I have saved my favourite sign of this time of year for last. In late April the Bluebells come. There is a woodland glade a few fields away from our farm, that few know about, and even fewer visit. For a short period at this magical time of year, it is carpeted with them, and if you visit in the morning you can see the Sunlight dance seductively on the dew clinging to the cobwebs that connect them. Three generations of Evans men have picked them for their Wives from here. It is something special and unique, and it fills my heart with joy when I see them for the first time every year. It’s no wonder to me that in the old times, the people of these islands worshipped for so long amongst the trees, in these sacred hollows surrounded by nature. It makes perfect sense.
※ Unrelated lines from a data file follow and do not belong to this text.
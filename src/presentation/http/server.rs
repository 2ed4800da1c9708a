use axum::Router;
use std::{net::SocketAddr, sync::Arc};
use tokio::net::TcpListener;
use tower_http::classify::ServerErrorsFailureClass;
use tower_http::cors::{Any, CorsLayer};
use tower_http::limit::RequestBodyLimitLayer;
use tower_http::trace::TraceLayer;

use crate::infrastructure::messaging::BackgroundProcessor;
use crate::presentation::http::{
    handlers::{AskHandler, DocumentHandler},
    routes::{ask_routes, document_routes, health_routes},
};

pub struct HttpServer {
    document_handler: Arc<DocumentHandler>,
    ask_handler: Arc<AskHandler>,
    background_processor: Arc<BackgroundProcessor>,
    port: u16,
}

impl HttpServer {
    pub fn new(
        document_handler: Arc<DocumentHandler>,
        ask_handler: Arc<AskHandler>,
        background_processor: Arc<BackgroundProcessor>,
        port: u16,
    ) -> Self {
        Self {
            document_handler,
            ask_handler,
            background_processor,
            port,
        }
    }

    pub async fn run(self) -> Result<(), Box<dyn std::error::Error>> {
        let background_processor = self.background_processor.clone();
        tokio::spawn(async move {
            background_processor.start().await;
        });

        let cors = CorsLayer::new()
            .allow_origin(Any)
            .allow_methods(Any)
            .allow_headers(Any);

        let app = Router::new()
            .merge(health_routes())
            .merge(document_routes(self.document_handler.clone()))
            .merge(ask_routes(self.ask_handler.clone()))
            .layer(cors)
            .layer(RequestBodyLimitLayer::new(250 * 1024 * 1024))
            .layer(
                TraceLayer::new_for_http()
                    .on_request(
                        |request: &axum::http::Request<axum::body::Body>, _span: &tracing::Span| {
                            tracing::info!(
                                "received request: {} {}",
                                request.method(),
                                request.uri()
                            );
                        },
                    )
                    .on_response(
                        |response: &axum::http::Response<axum::body::Body>,
                         latency: std::time::Duration,
                         _span: &tracing::Span| {
                            tracing::info!(
                                "response: {} (took {} ms)",
                                response.status(),
                                latency.as_millis()
                            );
                        },
                    )
                    .on_failure(
                        |error: ServerErrorsFailureClass,
                         latency: std::time::Duration,
                         _span: &tracing::Span| {
                            tracing::error!(
                                "request failed: {:?} (took {} ms)",
                                error,
                                latency.as_millis()
                            );
                        },
                    ),
            );

        let addr = SocketAddr::from(([0, 0, 0, 0], self.port));
        tracing::info!(%addr, "listening");

        let listener = TcpListener::bind(addr).await?;
        axum::serve(listener, app).await?;

        Ok(())
    }
}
The long Winter and it’s frigid darkness has the countryside in it’s battered and well-worn work clothes, tired, lacklustre and downcast. But Spring – Gwanwyn –  has it in it’s pristine Sunday best. Light, colour and hope have finally returned, and now is the time to celebrate nature and it’s glorious rebirth once again. It truly never fails to astound.




Author: fatherandfarmer

Livestock & Arable Farmer, living in the sticks with a Wife & 4 young Daughters, trying to make sense of it all..

5 thoughts on “Gwanwyn”

    1. Thank you! It’s pronounced ‘Gwan-win’ – Sorry, probably should have made that clear in the post..


  1. You have done it now. I won’t be able to die happy until I have seen your countryside in spring. What a wonderful piece of writing -so evocative. I could imagine everything as you were describing it. What a wonderful place for your beautiful girls to grow up in.